In most companies, there is no clear path to classify electronic records, to formally manage official records, or to ensure the ultimate destruction of these records. Vast stores of legacy data are unclassified, and most data is never touched again shortly after creation. Further, traditional records retention rules are too voluminous, too complex, and too granular and do not work well with the technology needed to manage records.
Finally, it is clear that employees can no longer be expected to pull the oars to cut through the information ocean, let alone boil it down into meaningful chunks of good information. Increasingly, technology has to play a more central role in managing information. Better use of technology will create business value by reducing risk, driving improvements in productivity, and facilitating the exploitation and protection of ungoverned corporate knowledge.

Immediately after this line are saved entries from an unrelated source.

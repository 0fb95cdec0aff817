//! Icons orbiting the center of a container.
//!
//! - [`ViewportTracker`]: ellipse radii from the container size, recomputed
//!   after debounced resizes
//! - [`OrbitState`]: angle accumulator and per-element placement math
//! - [`OrbitAnimator`]: frame loop applying placements to elements

mod animator;
mod dom;
mod metrics;
mod state;

pub use animator::{OrbitAnimator, OrbitTarget};
pub use dom::{OrbitMount, mount_orbit};
pub use metrics::{ContainerBounds, OrbitRadii, SharedRadii, ViewportTracker, compute_radii};
pub use state::{OrbitParams, OrbitState, Translation};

Over the past several years, organizations have come to realize that the exposure posed by uncontrolled data growth requires emergency, reactive action, as seemingly no other viable approach exists. Faced with massive amounts of unknown unstructured data, many organizations have chosen to adopt a risk-averse save-everything policy. This approach has brought with it immediate repercussions:
Information Glut in Organizations
A solution to the unmitigated data sprawl is to defensibly dispose of the business content that no longer has business or legal value to the organization. In the old days of records management, it was clear that courts and regulators alike understood that records came into being and eventually were destroyed in the ordinary course of business. It is good business practice to destroy unneeded content, provided that the rules on which those decisions are made consider legal requirements and business needs. Today, however, the good business practice of cleaning house of old records has somehow become taboo for some businesses. Now it needs to start again.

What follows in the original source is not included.